Foto: Orang tua
Janward CH Ndun dan Petrus Anderson Doko, Fians Ndun (56), saat diwawancarai
detikBali di PN Kupang, NTT, Kamis (20/6/2024). (Yufengki Bria/detikBali) |
"Setiap saat dia
(Abraham) piket, dua anak saya selalu dianiaya dan disiksa. Jadi, pas ada anak
nona (cewek) saya yang pergi besuk, baru mereka cerita kalau dapat aniaya
sampai babak belur," ujar orang tua Janward CH Ndun dan Petrus Anderson
Doko, Fians Ndun, saat ditemui detikBali di Pengadilan Negeri (PN) Kupang,
Kamis (20/6/2024).
Pria berusia 56 tahun
itu mengatakan kejadian tersebut sudah dilaporkan kepada Ombudsman RI
Perwakilan NTT dan Kantor Wilayah (Kanwil) Kementerian Hukum dan Hak Asasi
Manusia (Kemenkumham) NTT pada Kamis (30/5/2024). Sebab, Fians berujar,
kejadian tersebut merupakan pelanggaran HAM dan tidak bisa dibenarkan oleh
hukum.
"Sangat
disayangkan, maka saya minta oknum tersebut ditindak seadil-adilnya karena
sejak awal sudah ada indikasi pengancaman untuk membakar anak kami ketika sudah
masuk rutan. Ada videonya di sini. Sebagai orang kecil, saya tidak ada apa-apa,
saya hanya bisa berdoa saja," ungkap Fians dengan suara terbata-bata.
Kuasa Hukum Janward dan
Petrus, Mario Kore Mega, menjelaskan kliennya merupakan tahan kasus
pengeroyokan terhadap Abraham Angga Linho Telaleol saat terjadinya percekcokan
di acara pesta di Kelurahan Fatufeto, Kecamatan Alak, Kota Kupang pada Jumat
(21/7/2023) malam.
Menurut Mario,
pengeroyokan tersebut merupakan wujud pembelaan diri dari Janward dan Petrus.
Sebab, mereka terlebih dahulu dicaci maki oleh Abraham Angga Linho Telaleol
yang berujung melakukan penyerangan terhadap Janward dan Petrus.
"Kasus ini
sebenarnya upaya untuk membela diri karena dicaci maki dan diserang oleh
Abraham, maka terjadinya perkelahian sehingga dia melaporkan kasus tersebut
bahwa dia dikeroyok. Tetapi, fakta persidangan tadi terungkap bahwa klien kami
membela diri saat diserang," jelas Mario.
Sebagai kuasa hukum,
Mario melanjutkan, hanya bisa mendampingi kliennya untuk mengungkapkan fakta
yang sebenarnya agar putusan yang akan diberikan kepada dua terdakwa bisa adil.
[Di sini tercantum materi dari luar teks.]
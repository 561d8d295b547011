/*!
 * Simulated Display
 *
 * In-process braille display. Records every frame and renders it as
 * Unicode braille (U+2800 block, same dot-to-bit layout as the cells).
 */

use std::sync::{Arc, Mutex, MutexGuard};

use tracing::{debug, info};

use super::{BrailleDisplay, DisplayProperties};

/// One `display_dots` call.
#[derive(Debug, Clone, PartialEq, Eq)]
pub struct DisplayFrame {
    pub cells: Vec<u8>,
    pub text: String,
    pub braille_to_text: Vec<usize>,
}

impl DisplayFrame {
    /// Cells as Unicode braille patterns.
    pub fn to_unicode(&self) -> String {
        self.cells
            .iter()
            .map(|&dots| char::from_u32(0x2800 + u32::from(dots)).unwrap_or(' '))
            .collect()
    }
}

#[derive(Debug)]
struct SimulatedState {
    num_cells: usize,
    connected: bool,
    frames: Vec<DisplayFrame>,
    shut_down: bool,
}

type FrameCallback = Arc<dyn Fn(&DisplayFrame) + Send + Sync>;

/// Display backed by memory. Clones share state, so a test or UI can keep a
/// clone to inspect frames and resize while the manager owns another.
#[derive(Clone)]
pub struct SimulatedDisplay {
    state: Arc<Mutex<SimulatedState>>,
    on_frame: Option<FrameCallback>,
}

impl SimulatedDisplay {
    pub fn new(num_cells: usize) -> Self {
        info!("Simulated display created with {} cells", num_cells);
        Self {
            state: Arc::new(Mutex::new(SimulatedState {
                num_cells,
                connected: true,
                frames: Vec::new(),
                shut_down: false,
            })),
            on_frame: None,
        }
    }

    /// Invokes `callback` for every frame shown.
    pub fn on_frame(mut self, callback: impl Fn(&DisplayFrame) + Send + Sync + 'static) -> Self {
        self.on_frame = Some(Arc::new(callback));
        self
    }

    /// Changes the cell count, as when the on-screen display is resized.
    pub fn resize(&self, num_cells: usize) {
        debug!("Simulated display resized to {} cells", num_cells);
        self.lock().num_cells = num_cells;
    }

    pub fn set_connected(&self, connected: bool) {
        self.lock().connected = connected;
    }

    pub fn frames(&self) -> Vec<DisplayFrame> {
        self.lock().frames.clone()
    }

    pub fn last_frame(&self) -> Option<DisplayFrame> {
        self.lock().frames.last().cloned()
    }

    pub fn is_shut_down(&self) -> bool {
        self.lock().shut_down
    }

    fn lock(&self) -> MutexGuard<'_, SimulatedState> {
        // Plain data; a poisoned lock still holds a consistent state.
        self.state.lock().unwrap_or_else(|poisoned| poisoned.into_inner())
    }
}

impl BrailleDisplay for SimulatedDisplay {
    fn properties(&self) -> Option<DisplayProperties> {
        let state = self.lock();
        state.connected.then_some(DisplayProperties {
            num_text_cells: state.num_cells,
            num_status_cells: 0,
        })
    }

    fn display_dots(&mut self, cells: &[u8], text: &str, braille_to_text: &[usize]) {
        let frame = DisplayFrame {
            cells: cells.to_vec(),
            text: text.to_string(),
            braille_to_text: braille_to_text.to_vec(),
        };
        if let Some(callback) = &self.on_frame {
            callback(&frame);
        }
        self.lock().frames.push(frame);
    }

    fn is_simulated(&self) -> bool {
        true
    }

    fn shutdown(&mut self) {
        info!("Simulated display shut down");
        let mut state = self.lock();
        state.shut_down = true;
        state.connected = false;
    }
}
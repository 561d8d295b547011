//! Display manager configuration.
//!
//! Settings are read from an optional JSON file. Every field has a default,
//! so a partial file (or no file at all) is valid.

use std::path::{Path, PathBuf};
use std::time::Duration;

use serde::{Deserialize, Serialize};
use tracing::{debug, info};

use crate::error::ConfigError;

/// Dots 7 and 8.
pub const DEFAULT_OVERLAY_DOTS: u8 = 0xC0;

/// Tunables for overlays, blinking and shutdown.
#[derive(Debug, Clone, PartialEq, Eq, Serialize, Deserialize)]
#[serde(default)]
pub struct DisplayConfig {
    /// Dot pattern ORed over cells under a selection.
    pub selection_dots: u8,
    /// Dot pattern ORed over the cell that has focus.
    pub focus_dots: u8,
    /// How long overlays stay visible while blinking.
    pub blink_on_ms: u64,
    /// How long overlays stay hidden while blinking.
    pub blink_off_ms: u64,
    /// Upper bound on the wait for worker tasks during shutdown.
    pub shutdown_timeout_ms: u64,
    /// Cell count of the simulated display.
    pub simulated_cells: usize,
}

impl Default for DisplayConfig {
    fn default() -> Self {
        Self {
            selection_dots: DEFAULT_OVERLAY_DOTS,
            focus_dots: DEFAULT_OVERLAY_DOTS,
            blink_on_ms: 600,
            blink_off_ms: 800,
            shutdown_timeout_ms: 1000,
            simulated_cells: 40,
        }
    }
}

impl DisplayConfig {
    /// `<config dir>/braille-display/config.json`, if the platform has a config dir.
    pub fn default_path() -> Option<PathBuf> {
        dirs::config_dir().map(|dir| dir.join("braille-display").join("config.json"))
    }

    /// Reads and validates a config file.
    pub fn load(path: &Path) -> Result<Self, ConfigError> {
        let raw = std::fs::read_to_string(path).map_err(|source| ConfigError::Read {
            path: path.to_path_buf(),
            source,
        })?;
        let config: Self = serde_json::from_str(&raw).map_err(|source| ConfigError::Parse {
            path: path.to_path_buf(),
            source,
        })?;
        config.validate()?;
        info!("Loaded display config from {}", path.display());
        Ok(config)
    }

    /// Loads `path` (or the default path) when it exists, defaults otherwise.
    ///
    /// A file that exists but cannot be parsed is still an error.
    pub fn load_or_default(path: Option<&Path>) -> Result<Self, ConfigError> {
        let path = match path {
            Some(p) => p.to_path_buf(),
            None => match Self::default_path() {
                Some(p) => p,
                None => {
                    debug!("No config directory on this platform, using defaults");
                    return Ok(Self::default());
                }
            },
        };
        if !path.exists() {
            debug!("Config {} not found, using defaults", path.display());
            return Ok(Self::default());
        }
        Self::load(&path)
    }

    /// Rejects settings the manager cannot run with.
    pub fn validate(&self) -> Result<(), ConfigError> {
        if self.blink_on_ms == 0 {
            return Err(ConfigError::Invalid("blink_on_ms must be > 0".into()));
        }
        if self.blink_off_ms == 0 {
            return Err(ConfigError::Invalid("blink_off_ms must be > 0".into()));
        }
        if self.simulated_cells == 0 {
            return Err(ConfigError::Invalid("simulated_cells must be > 0".into()));
        }
        Ok(())
    }

    pub fn blink_on(&self) -> Duration {
        Duration::from_millis(self.blink_on_ms)
    }

    pub fn blink_off(&self) -> Duration {
        Duration::from_millis(self.blink_off_ms)
    }

    pub fn shutdown_timeout(&self) -> Duration {
        Duration::from_millis(self.shutdown_timeout_ms)
    }
}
"Jangan sampai ada fakta-fakta yang tidak terungkap kemudian hakim
memutuskan tidak sesuai dengan fakta yang sebenarnya," imbuhnya.
Kasubbag Humas Kanwil
Kemenkumham NTT, Dian Lenggu, membenarkan kejadian tersebut. Menurutnya, kasus
itu terjadi pada Rabu (15/5/2024).
"Setelah beta
(saya) cek, memang benar adanya kejadian tersebut dan yang bersangkutan sudah
kami periksa secara internal dari tim Yankomas dan Divisi Pas
(Pemasyarakatan)," kata Dian saat dikonfirmasi detikBali.